Saved data entries:
--- START ---
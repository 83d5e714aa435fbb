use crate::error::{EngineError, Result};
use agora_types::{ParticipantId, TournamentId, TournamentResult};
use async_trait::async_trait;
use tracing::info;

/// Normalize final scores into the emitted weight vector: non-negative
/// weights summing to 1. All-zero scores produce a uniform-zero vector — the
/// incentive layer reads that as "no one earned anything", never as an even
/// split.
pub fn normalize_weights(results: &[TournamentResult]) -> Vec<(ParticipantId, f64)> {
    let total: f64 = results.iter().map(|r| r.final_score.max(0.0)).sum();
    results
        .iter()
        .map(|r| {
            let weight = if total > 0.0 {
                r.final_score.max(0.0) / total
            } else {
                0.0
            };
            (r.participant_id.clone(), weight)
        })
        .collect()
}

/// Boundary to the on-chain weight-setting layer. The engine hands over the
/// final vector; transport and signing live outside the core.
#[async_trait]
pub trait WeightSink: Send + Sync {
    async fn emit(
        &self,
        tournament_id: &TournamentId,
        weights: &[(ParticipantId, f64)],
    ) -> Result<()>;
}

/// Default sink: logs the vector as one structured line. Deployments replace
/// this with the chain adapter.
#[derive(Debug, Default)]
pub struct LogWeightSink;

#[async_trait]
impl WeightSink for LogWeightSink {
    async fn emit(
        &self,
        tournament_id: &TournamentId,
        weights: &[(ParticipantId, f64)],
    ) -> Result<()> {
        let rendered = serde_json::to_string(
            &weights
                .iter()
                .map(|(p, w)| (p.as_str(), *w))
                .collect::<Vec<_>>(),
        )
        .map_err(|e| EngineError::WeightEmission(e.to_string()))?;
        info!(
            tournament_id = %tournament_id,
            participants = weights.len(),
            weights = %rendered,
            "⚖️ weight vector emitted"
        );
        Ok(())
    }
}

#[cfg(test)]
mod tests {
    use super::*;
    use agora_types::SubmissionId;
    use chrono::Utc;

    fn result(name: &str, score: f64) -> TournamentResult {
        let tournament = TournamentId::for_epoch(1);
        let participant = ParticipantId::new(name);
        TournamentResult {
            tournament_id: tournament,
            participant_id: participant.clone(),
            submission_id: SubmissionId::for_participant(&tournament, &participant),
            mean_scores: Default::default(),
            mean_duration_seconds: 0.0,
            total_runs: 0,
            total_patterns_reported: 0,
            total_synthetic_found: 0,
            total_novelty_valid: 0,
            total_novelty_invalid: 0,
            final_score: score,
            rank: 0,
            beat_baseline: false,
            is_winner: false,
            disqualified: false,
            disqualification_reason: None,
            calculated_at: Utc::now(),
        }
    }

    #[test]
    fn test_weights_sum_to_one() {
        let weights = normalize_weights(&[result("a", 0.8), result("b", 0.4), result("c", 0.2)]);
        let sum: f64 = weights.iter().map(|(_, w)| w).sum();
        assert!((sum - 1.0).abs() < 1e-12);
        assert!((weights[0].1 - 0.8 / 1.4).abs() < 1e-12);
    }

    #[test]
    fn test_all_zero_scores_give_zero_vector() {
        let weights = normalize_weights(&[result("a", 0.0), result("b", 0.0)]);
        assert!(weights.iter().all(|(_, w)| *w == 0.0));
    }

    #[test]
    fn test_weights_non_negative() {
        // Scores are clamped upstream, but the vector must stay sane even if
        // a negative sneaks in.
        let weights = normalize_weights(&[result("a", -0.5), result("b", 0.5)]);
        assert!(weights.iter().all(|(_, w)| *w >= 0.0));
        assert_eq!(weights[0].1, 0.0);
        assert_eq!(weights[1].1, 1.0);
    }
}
--- END ---
--- START ---
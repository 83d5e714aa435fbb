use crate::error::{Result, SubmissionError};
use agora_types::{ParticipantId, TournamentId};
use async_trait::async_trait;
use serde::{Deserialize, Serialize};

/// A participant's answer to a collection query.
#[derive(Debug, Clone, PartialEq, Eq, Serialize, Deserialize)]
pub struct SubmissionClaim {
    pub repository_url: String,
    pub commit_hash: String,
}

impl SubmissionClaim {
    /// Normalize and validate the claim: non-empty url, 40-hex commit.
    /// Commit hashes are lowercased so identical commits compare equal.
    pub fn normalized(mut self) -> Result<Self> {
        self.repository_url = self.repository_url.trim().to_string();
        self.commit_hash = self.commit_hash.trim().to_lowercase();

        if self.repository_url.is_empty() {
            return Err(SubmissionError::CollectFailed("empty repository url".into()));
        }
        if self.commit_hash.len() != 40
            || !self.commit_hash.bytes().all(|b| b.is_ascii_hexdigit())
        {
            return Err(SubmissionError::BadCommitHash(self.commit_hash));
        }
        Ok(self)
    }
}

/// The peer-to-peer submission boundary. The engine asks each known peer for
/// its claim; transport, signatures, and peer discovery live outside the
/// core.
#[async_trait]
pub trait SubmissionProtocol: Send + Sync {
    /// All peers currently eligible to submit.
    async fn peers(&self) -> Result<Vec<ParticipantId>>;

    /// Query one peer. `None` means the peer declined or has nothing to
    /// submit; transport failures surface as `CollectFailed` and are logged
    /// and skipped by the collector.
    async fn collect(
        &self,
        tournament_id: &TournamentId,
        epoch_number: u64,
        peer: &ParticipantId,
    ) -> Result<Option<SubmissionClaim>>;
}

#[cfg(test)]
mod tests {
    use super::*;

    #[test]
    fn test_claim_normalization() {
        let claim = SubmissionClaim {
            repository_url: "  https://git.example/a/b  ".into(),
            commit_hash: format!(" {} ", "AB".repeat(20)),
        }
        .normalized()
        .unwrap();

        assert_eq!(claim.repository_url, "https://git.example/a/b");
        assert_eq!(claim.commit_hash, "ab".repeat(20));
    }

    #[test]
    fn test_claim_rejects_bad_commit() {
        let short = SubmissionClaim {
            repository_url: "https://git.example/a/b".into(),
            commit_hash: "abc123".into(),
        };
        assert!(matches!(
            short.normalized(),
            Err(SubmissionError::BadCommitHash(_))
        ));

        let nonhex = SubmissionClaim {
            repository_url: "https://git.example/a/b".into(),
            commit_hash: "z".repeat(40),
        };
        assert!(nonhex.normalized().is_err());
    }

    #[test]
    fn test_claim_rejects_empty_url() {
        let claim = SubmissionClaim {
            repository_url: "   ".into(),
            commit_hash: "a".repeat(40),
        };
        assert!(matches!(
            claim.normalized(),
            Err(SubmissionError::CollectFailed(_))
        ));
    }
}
--- END ---
■ What the task requires
Reading through the records above, report each line in which the string "BadCommitHash" is found.

■ Response box
            return Err(SubmissionError::BadCommitHash(self.commit_hash));
            Err(SubmissionError::BadCommitHash(_))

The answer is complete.